◆ WORK TASK
Produce a copy of every line in the records that holds the string "FailingNotifier".

START DATA SUPPLIED

#[cfg(test)]
mod tests {
    use std::sync::Arc;

    use super::*;
    use crate::model::{
        api::otp::ParseError,
        db::{NewInstance, NewVoter},
        mongodb::Id,
    };
    use crate::notifier::testing::{CapturingNotifier, FailingNotifier};
    use crate::store::MemoryStore;

    const HMAC_SECRET: &[u8] = b"test hmac secret";

    /// The current time at the precision the store keeps.
    fn now() -> DateTime<Utc> {
        mongodb::bson::DateTime::now().to_chrono()
    }

    fn policy() -> OtpPolicy {
        OtpPolicy {
            ttl: Duration::hours(5),
            cooldown: Duration::seconds(60),
        }
    }

    async fn voter_in(store: &MemoryStore, status: InstanceStatus) -> (Voter, Instance) {
        let instance = store
            .insert_instance(&NewInstance::example_with_status(status))
            .await
            .unwrap();
        let voter = store
            .insert_voter(&NewVoter::example(instance.id))
            .await
            .unwrap();
        (voter, instance)
    }

    #[rocket::async_test]
    async fn issue_verify_and_reuse() {
        let store = MemoryStore::new();
        let notifier = CapturingNotifier::default();
        let (voter, _) = voter_in(&store, InstanceStatus::Active).await;
        let email = Email::example();
        let now = now();

        let issue = request_code(&store, &notifier, policy(), &email, now)
            .await
            .unwrap();
        assert_eq!(
            issue,
            CodeIssue::Issued {
                expires_at: now + Duration::hours(5)
            }
        );
        let code = notifier.last_code_for(&email).await.unwrap();
        assert!((100_000..=999_999).contains(&code.value()));

        let verified = verify_code(&store, HMAC_SECRET, &email, &code.to_string(), now)
            .await
            .unwrap();
        assert_eq!(verified.voter.id, voter.id);
        assert_eq!(verified.credential.email, email);

        let stored = store.voter(voter.id).await.unwrap().unwrap();
        assert!(stored.is_registered);
        assert!(stored.registered_at.is_some());
        assert!(stored.credential_id.is_some());
        assert_eq!(stored.login_code, None);

        let again = verify_code(&store, HMAC_SECRET, &email, &code.to_string(), now).await;
        assert!(matches!(again, Err(Error::InvalidCode)));
    }

    #[rocket::async_test]
    async fn second_request_within_cooldown_is_throttled() {
        let store = MemoryStore::new();
        let notifier = CapturingNotifier::default();
        voter_in(&store, InstanceStatus::Active).await;
        let email = Email::example();
        let now = now();

        request_code(&store, &notifier, policy(), &email, now)
            .await
            .unwrap();
        let second = request_code(
            &store,
            &notifier,
            policy(),
            &email,
            now + Duration::seconds(10),
        )
        .await;
        match second {
            Err(Error::RateLimited { wait_seconds }) => assert_eq!(wait_seconds, 50),
            other => panic!("expected rate limiting, got {other:?}"),
        }
        assert_eq!(notifier.sent_count().await, 1);
    }

    #[rocket::async_test]
    async fn concurrent_requests_issue_once() {
        let store = Arc::new(MemoryStore::new());
        let notifier = Arc::new(CapturingNotifier::default());
        voter_in(&store, InstanceStatus::Active).await;
        let now = now();

        let handles = (0..8)
            .map(|_| {
                let store = store.clone();
                let notifier = notifier.clone();
                rocket::tokio::spawn(async move {
                    request_code(&*store, &*notifier, policy(), &Email::example(), now).await
                })
            })
            .collect::<Vec<_>>();

        let mut issued = 0;
        for handle in handles {
            match handle.await.unwrap() {
                Ok(CodeIssue::Issued { .. }) => issued += 1,
                Err(Error::RateLimited { .. }) => {}
                other => panic!("unexpected outcome {other:?}"),
            }
        }
        assert_eq!(issued, 1);
        assert_eq!(notifier.sent_count().await, 1);
    }

    #[rocket::async_test]
    async fn unexpired_code_is_reported_not_resent() {
        let store = MemoryStore::new();
        let notifier = CapturingNotifier::default();
        voter_in(&store, InstanceStatus::Active).await;
        let email = Email::example();
        let now = now();

        request_code(&store, &notifier, policy(), &email, now)
            .await
            .unwrap();
        let later = now + Duration::minutes(30);
        let issue = request_code(&store, &notifier, policy(), &email, later)
            .await
            .unwrap();
        assert_eq!(
            issue,
            CodeIssue::AlreadyValid {
                expires_at: now + Duration::hours(5),
                remaining_minutes: 270,
            }
        );
        assert_eq!(notifier.sent_count().await, 1);
    }

    #[rocket::async_test]
    async fn new_code_replaces_expired_one() {
        let store = MemoryStore::new();
        let notifier = CapturingNotifier::default();
        let (voter, _) = voter_in(&store, InstanceStatus::Active).await;
        let email = Email::example();
        let now = now();

        request_code(&store, &notifier, policy(), &email, now)
            .await
            .unwrap();
        let first = notifier.last_code_for(&email).await.unwrap();

        let later = now + Duration::hours(6);
        request_code(&store, &notifier, policy(), &email, later)
            .await
            .unwrap();
        let second = notifier.last_code_for(&email).await.unwrap();

        let stored = store.voter(voter.id).await.unwrap().unwrap();
        assert_eq!(stored.login_code, Some(second));
        if first != second {
            let old = verify_code(&store, HMAC_SECRET, &email, &first.to_string(), later).await;
            assert!(matches!(old, Err(Error::InvalidCode)));
        }
    }

    #[rocket::async_test]
    async fn no_codes_before_start_or_while_paused() {
        for status in [InstanceStatus::Draft, InstanceStatus::Paused] {
            let store = MemoryStore::new();
            let notifier = CapturingNotifier::default();
            voter_in(&store, status).await;
            let result =
                request_code(&store, &notifier, policy(), &Email::example(), now()).await;
            assert!(matches!(result, Err(Error::ElectionNotActive(s)) if s == status));
        }
    }

    #[rocket::async_test]
    async fn ended_elections_only_admit_returning_voters() {
        let store = MemoryStore::new();
        let notifier = CapturingNotifier::default();
        let (voter, _) = voter_in(&store, InstanceStatus::Completed).await;
        let result =
            request_code(&store, &notifier, policy(), &Email::example(), now()).await;
        assert!(matches!(
            result,
            Err(Error::ElectionNotActive(InstanceStatus::Completed))
        ));

        store
            .link_credential(voter.id, Id::new(), now())
            .await
            .unwrap();
        let result =
            request_code(&store, &notifier, policy(), &Email::example(), now()).await;
        assert!(matches!(result, Ok(CodeIssue::Issued { .. })));
    }

    #[rocket::async_test]
    async fn expired_code_accepted_only_after_the_election() {
        let store = MemoryStore::new();
        let notifier = CapturingNotifier::default();
        let (voter, instance) = voter_in(&store, InstanceStatus::Active).await;
        let email = Email::example();
        let now = now();

        request_code(&store, &notifier, policy(), &email, now)
            .await
            .unwrap();
        let code = notifier.last_code_for(&email).await.unwrap().to_string();
        let much_later = now + Duration::days(2);

        // Still active: the expired code is refused.
        let result = verify_code(&store, HMAC_SECRET, &email, &code, much_later).await;
        assert!(matches!(result, Err(Error::InvalidCode)));

        // Once completed, the same expired code is a standing credential.
        store
            .transition_instance(instance.id, InstanceStatus::Active, InstanceStatus::Completed)
            .await
            .unwrap();
        verify_code(&store, HMAC_SECRET, &email, &code, much_later)
            .await
            .unwrap();
        verify_code(&store, HMAC_SECRET, &email, &code, much_later)
            .await
            .unwrap();
        let stored = store.voter(voter.id).await.unwrap().unwrap();
        assert!(stored.login_code.is_some());
    }

    #[rocket::async_test]
    async fn wrong_guesses_withdraw_the_code() {
        let store = MemoryStore::new();
        let notifier = CapturingNotifier::default();
        let (voter, instance) = voter_in(&store, InstanceStatus::Active).await;
        let email = Email::example();
        let now = now();

        request_code(&store, &notifier, policy(), &email, now)
            .await
            .unwrap();
        let code = notifier.last_code_for(&email).await.unwrap();
        let wrong = if code.value() == 123_456 { "654321" } else { "123456" };
        // Ended elections keep the code, so only the guess limit stands in the way.
        store
            .transition_instance(instance.id, InstanceStatus::Active, InstanceStatus::Completed)
            .await
            .unwrap();
        store.link_credential(voter.id, Id::new(), now).await.unwrap();

        for _ in 1..MAX_CODE_ATTEMPTS {
            let result = verify_code(&store, HMAC_SECRET, &email, wrong, now).await;
            assert!(matches!(result, Err(Error::InvalidCode)));
        }
        let stored = store.voter(voter.id).await.unwrap().unwrap();
        assert_eq!(stored.login_code, Some(code));
        assert_eq!(stored.login_code_failures, MAX_CODE_ATTEMPTS - 1);

        let result = verify_code(&store, HMAC_SECRET, &email, wrong, now).await;
        assert!(matches!(result, Err(Error::InvalidCode)));
        let result = verify_code(&store, HMAC_SECRET, &email, &code.to_string(), now).await;
        assert!(matches!(result, Err(Error::InvalidCode)));
        let stored = store.voter(voter.id).await.unwrap().unwrap();
        assert_eq!(stored.login_code, None);
        assert_eq!(stored.login_code_failures, 0);

        // A fresh code starts with a clean slate.
        let later = now + policy().cooldown;
        let issue = request_code(&store, &notifier, policy(), &email, later)
            .await
            .unwrap();
        assert!(matches!(issue, CodeIssue::Issued { .. }));
        let fresh = notifier.last_code_for(&email).await.unwrap();
        verify_code(&store, HMAC_SECRET, &email, &fresh.to_string(), later)
            .await
            .unwrap();
    }

    #[rocket::async_test]
    async fn malformed_codes_fail_fast() {
        let store = MemoryStore::new();
        let now = now();
        let result = verify_code(&store, HMAC_SECRET, &Email::example(), "12345", now).await;
        assert!(matches!(
            result,
            Err(Error::MalformedCode(ParseError::InvalidLength(5)))
        ));
        let result = verify_code(&store, HMAC_SECRET, &Email::example(), "12a456", now).await;
        assert!(matches!(
            result,
            Err(Error::MalformedCode(ParseError::InvalidChar('a')))
        ));
    }

    #[rocket::async_test]
    async fn unknown_email_looks_like_a_wrong_code() {
        let store = MemoryStore::new();
        let result =
            verify_code(&store, HMAC_SECRET, &Email::example(), "123456", now()).await;
        assert!(matches!(result, Err(Error::InvalidCode)));
    }

    #[rocket::async_test]
    async fn failed_delivery_clears_the_code() {
        let store = MemoryStore::new();
        let (voter, _) = voter_in(&store, InstanceStatus::Active).await;
        let result = request_code(
            &store,
            &FailingNotifier,
            policy(),
            &Email::example(),
            now(),
        )
        .await;
        assert!(matches!(result, Err(Error::Delivery(_))));
        let stored = store.voter(voter.id).await.unwrap().unwrap();
        assert_eq!(stored.login_code, None);
    }
}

END DATA SUPPLIED

◆ RESPONSE TO THIS EXERCISE
    use crate::notifier::testing::{CapturingNotifier, FailingNotifier};
            &FailingNotifier,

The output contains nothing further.